Using the data below, count the lines that carry the string "OperandField" and write only the count.
---*---
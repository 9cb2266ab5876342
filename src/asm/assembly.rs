//! A template catalog and the operations over it.

use super::AssemblyError;
use super::template::{Argument, Template};
use std::collections::HashMap;

/// Templates that share an opcode mask, bucketed by their fixed opcode bits.
#[derive(Debug)]
pub struct OpcodeMaskGroup {
    mask: u32,
    by_opcode: HashMap<u32, Vec<usize>>,
}

impl OpcodeMaskGroup {
    pub fn mask(&self) -> u32 {
        self.mask
    }

    /// Serials of the templates whose opcode equals `opcode`, in catalog order.
    pub fn templates_for(&self, opcode: u32) -> &[usize] {
        self.by_opcode.get(&opcode).map(Vec::as_slice).unwrap_or(&[])
    }
}

/// Templates with the same number of fixed opcode bits.
#[derive(Debug)]
pub struct SpecificityGroup {
    specificity: u32,
    mask_groups: Vec<OpcodeMaskGroup>,
}

impl SpecificityGroup {
    pub fn specificity(&self) -> u32 {
        self.specificity
    }

    /// Mask groups in the order their first template appears in the catalog.
    pub fn mask_groups(&self) -> &[OpcodeMaskGroup] {
        &self.mask_groups
    }
}

/// An immutable instruction catalog.
#[derive(Debug)]
pub struct Assembly {
    templates: Vec<Template>,
    groups: Vec<SpecificityGroup>,
}

impl Assembly {
    /// Build a catalog, assigning serials in the given order.
    pub fn new(mut templates: Vec<Template>) -> Result<Self, AssemblyError> {
        for (serial, template) in templates.iter_mut().enumerate() {
            template.serial = serial;
            template.validate()?;
        }

        let mut groups: Vec<SpecificityGroup> = Vec::new();
        for template in &templates {
            let specificity = template.specificity();
            let gi = match groups.iter().position(|g| g.specificity == specificity) {
                Some(i) => i,
                None => {
                    groups.push(SpecificityGroup { specificity, mask_groups: Vec::new() });
                    groups.len() - 1
                }
            };
            let group = &mut groups[gi];
            let mask = template.opcode_mask();
            let mi = match group.mask_groups.iter().position(|m| m.mask == mask) {
                Some(i) => i,
                None => {
                    group.mask_groups.push(OpcodeMaskGroup { mask, by_opcode: HashMap::new() });
                    group.mask_groups.len() - 1
                }
            };
            let mask_group = &mut group.mask_groups[mi];
            mask_group
                .by_opcode
                .entry(template.opcode)
                .or_default()
                .push(template.serial);
        }
        // Stable sort keeps first-seen order among equal specificities.
        groups.sort_by(|a, b| b.specificity.cmp(&a.specificity));

        Ok(Self { templates, groups })
    }

    pub fn templates(&self) -> &[Template] {
        &self.templates
    }

    pub fn template(&self, serial: usize) -> &Template {
        &self.templates[serial]
    }

    /// Groups ordered from most to least specific.
    pub fn specificity_groups(&self) -> &[SpecificityGroup] {
        &self.groups
    }

    /// Whether `arguments` satisfies the template's arity, operand kinds,
    /// field ranges and constraints. Never fails; an unusable list is simply
    /// not legal.
    pub fn is_legal_argument_list(&self, template: &Template, arguments: &[Argument]) -> bool {
        if arguments.len() != template.fields.len() {
            return false;
        }
        let encodable = template
            .fields
            .iter()
            .zip(arguments)
            .all(|(field, arg)| field.encode(template.mnemonic, arg).is_ok());
        encodable && template.constraints.iter().all(|c| c.check(arguments))
    }

    /// Encode `arguments` with `template`.
    pub fn assemble(&self, template: &Template, arguments: &[Argument]) -> Result<u32, AssemblyError> {
        if arguments.len() != template.fields.len() {
            return Err(AssemblyError::ArgumentCount {
                mnemonic: template.mnemonic,
                expected: template.fields.len(),
                found: arguments.len(),
            });
        }
        let mut word = template.opcode;
        for (field, arg) in template.fields.iter().zip(arguments) {
            word |= field.encode(template.mnemonic, arg)?;
        }
        if !template.constraints.iter().all(|c| c.check(arguments)) {
            return Err(AssemblyError::IllegalArguments { mnemonic: template.mnemonic });
        }
        Ok(word)
    }
}

#[cfg(test)]
mod tests {
    use super::*;
    use crate::asm::aarch64::{Insn, Reg};
    use crate::asm::template::{Constraint, OperandField};

    #[test]
    fn test_groups_are_ordered_by_specificity() {
        let assembly = Assembly::aarch64();
        let specificities: Vec<u32> =
            assembly.specificity_groups().iter().map(|g| g.specificity()).collect();
        let mut sorted = specificities.clone();
        sorted.sort_by(|a, b| b.cmp(a));
        assert_eq!(specificities, sorted);
        assert_eq!(specificities[0], 32, "nop and ret fix every bit");
    }

    #[test]
    fn test_assemble_add() {
        let assembly = Assembly::aarch64();
        let word = assembly
            .assemble(
                assembly.template(Insn::AddReg as usize),
                &[Argument::Reg(Reg::X0), Argument::Reg(Reg::X1), Argument::Reg(Reg::X2)],
            )
            .unwrap();
        assert_eq!(word, 0x8B020020);
    }

    #[test]
    fn test_illegal_list_is_false_not_error() {
        let template = Template::new(
            "quad",
            0,
            vec![
                OperandField::gpr("a", 0),
                OperandField::unsigned("b", 5, 5, 1),
                OperandField::gpr("c", 10),
                OperandField::unsigned("d", 15, 5, 1),
            ],
        )
        .constrain(Constraint::Range { field: 1, min: 0, max: 7 })
        .constrain(Constraint::Range { field: 3, min: 0, max: 7 });
        let assembly = Assembly::new(vec![template]).unwrap();
        let args = [
            Argument::Reg(Reg::X1),
            Argument::Imm(20),
            Argument::Reg(Reg::X2),
            Argument::Imm(31),
        ];
        assert!(!assembly.is_legal_argument_list(assembly.template(0), &args));
        assert!(assembly.assemble(assembly.template(0), &args).is_err());
    }
}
---*---
**Expected answer:** 5